*WHAT IS BEING ASKED*.
Locate all lines in the data below that hold "impl" and show them.
*** THE DATA ***
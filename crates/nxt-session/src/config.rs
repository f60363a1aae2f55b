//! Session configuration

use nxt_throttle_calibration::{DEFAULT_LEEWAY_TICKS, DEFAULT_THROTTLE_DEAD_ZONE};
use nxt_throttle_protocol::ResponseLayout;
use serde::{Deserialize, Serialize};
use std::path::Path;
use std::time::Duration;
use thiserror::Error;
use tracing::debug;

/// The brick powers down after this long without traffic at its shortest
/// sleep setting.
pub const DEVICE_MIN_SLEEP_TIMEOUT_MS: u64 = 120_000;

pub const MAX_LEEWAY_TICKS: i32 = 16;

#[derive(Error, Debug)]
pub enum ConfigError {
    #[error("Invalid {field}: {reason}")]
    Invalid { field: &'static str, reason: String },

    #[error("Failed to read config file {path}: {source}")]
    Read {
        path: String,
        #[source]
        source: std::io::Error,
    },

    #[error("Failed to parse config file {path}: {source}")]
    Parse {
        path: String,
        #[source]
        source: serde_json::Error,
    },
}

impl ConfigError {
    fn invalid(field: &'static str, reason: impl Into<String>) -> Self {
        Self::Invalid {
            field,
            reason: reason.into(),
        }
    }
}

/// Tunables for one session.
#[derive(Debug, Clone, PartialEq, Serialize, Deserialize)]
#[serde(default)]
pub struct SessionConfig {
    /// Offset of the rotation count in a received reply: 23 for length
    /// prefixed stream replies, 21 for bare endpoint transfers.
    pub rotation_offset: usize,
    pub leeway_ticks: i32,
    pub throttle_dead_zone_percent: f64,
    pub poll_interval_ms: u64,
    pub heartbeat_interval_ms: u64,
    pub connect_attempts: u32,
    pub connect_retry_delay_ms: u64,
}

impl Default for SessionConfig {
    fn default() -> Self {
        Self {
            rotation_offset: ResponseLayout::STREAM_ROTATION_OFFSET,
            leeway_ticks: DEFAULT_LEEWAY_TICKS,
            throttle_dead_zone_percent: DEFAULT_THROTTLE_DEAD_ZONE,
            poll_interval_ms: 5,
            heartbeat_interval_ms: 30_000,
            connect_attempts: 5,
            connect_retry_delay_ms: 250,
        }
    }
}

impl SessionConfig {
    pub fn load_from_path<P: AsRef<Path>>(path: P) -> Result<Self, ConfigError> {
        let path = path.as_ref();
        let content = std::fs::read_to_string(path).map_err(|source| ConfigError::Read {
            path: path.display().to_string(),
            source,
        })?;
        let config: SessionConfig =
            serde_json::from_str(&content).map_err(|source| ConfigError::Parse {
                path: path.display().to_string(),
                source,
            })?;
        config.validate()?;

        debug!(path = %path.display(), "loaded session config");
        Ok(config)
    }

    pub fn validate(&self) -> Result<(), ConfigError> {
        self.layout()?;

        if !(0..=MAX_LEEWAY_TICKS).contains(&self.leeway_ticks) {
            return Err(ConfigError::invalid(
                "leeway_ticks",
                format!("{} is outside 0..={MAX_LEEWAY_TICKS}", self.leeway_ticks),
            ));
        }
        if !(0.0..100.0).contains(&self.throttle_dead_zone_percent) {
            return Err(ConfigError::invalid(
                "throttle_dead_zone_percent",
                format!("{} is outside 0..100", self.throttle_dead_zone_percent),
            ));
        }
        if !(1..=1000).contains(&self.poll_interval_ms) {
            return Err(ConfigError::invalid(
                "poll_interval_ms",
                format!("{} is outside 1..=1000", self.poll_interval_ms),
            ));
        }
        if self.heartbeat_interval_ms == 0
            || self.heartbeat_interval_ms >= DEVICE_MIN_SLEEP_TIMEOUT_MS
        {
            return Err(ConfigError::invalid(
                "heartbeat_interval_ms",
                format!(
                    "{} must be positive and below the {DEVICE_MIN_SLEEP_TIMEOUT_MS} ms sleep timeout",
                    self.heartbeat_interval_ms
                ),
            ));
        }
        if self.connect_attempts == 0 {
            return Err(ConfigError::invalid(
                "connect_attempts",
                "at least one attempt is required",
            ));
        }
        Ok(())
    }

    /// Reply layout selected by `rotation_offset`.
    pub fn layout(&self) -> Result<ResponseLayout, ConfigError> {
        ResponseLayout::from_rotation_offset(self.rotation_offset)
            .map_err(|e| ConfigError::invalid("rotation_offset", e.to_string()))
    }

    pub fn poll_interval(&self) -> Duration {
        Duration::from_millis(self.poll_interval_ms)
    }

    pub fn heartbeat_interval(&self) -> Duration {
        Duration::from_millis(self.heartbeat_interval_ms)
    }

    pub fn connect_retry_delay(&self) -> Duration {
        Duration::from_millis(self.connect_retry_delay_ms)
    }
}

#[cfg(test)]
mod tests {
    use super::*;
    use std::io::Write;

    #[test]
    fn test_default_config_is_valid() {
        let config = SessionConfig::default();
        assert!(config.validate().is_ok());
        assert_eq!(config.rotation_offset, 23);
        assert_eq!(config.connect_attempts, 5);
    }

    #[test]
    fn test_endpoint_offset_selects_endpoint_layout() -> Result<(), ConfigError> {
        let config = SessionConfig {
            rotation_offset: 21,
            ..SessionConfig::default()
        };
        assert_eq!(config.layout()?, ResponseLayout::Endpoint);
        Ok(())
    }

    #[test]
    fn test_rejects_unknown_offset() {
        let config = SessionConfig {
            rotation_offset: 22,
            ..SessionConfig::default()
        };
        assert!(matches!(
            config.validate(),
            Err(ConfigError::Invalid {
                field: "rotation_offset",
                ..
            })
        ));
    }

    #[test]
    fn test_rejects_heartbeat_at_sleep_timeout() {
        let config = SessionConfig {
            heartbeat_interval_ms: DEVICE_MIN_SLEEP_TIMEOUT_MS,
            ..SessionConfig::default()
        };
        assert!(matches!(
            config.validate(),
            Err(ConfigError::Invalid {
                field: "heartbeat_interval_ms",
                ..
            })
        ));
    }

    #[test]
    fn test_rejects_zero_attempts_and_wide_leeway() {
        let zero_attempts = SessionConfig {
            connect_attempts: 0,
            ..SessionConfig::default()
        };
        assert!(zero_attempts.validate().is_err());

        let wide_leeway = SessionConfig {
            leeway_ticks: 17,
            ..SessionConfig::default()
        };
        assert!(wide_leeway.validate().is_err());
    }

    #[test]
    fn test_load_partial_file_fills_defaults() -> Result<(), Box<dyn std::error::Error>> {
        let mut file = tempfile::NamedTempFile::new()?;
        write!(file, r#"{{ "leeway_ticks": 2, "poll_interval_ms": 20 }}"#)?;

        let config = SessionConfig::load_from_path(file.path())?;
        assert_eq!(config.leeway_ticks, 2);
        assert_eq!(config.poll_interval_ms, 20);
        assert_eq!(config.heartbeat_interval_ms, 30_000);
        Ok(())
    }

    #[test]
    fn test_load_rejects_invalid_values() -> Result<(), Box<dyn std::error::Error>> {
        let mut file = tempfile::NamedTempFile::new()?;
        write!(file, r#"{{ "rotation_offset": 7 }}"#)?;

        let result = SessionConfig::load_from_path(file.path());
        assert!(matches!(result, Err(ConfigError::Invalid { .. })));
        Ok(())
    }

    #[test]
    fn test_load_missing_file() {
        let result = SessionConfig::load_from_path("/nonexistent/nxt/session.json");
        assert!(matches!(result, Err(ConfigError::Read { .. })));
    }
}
***
*ANSWER BOX*.
impl ConfigError {
    fn invalid(field: &'static str, reason: impl Into<String>) -> Self {
impl Default for SessionConfig {
impl SessionConfig {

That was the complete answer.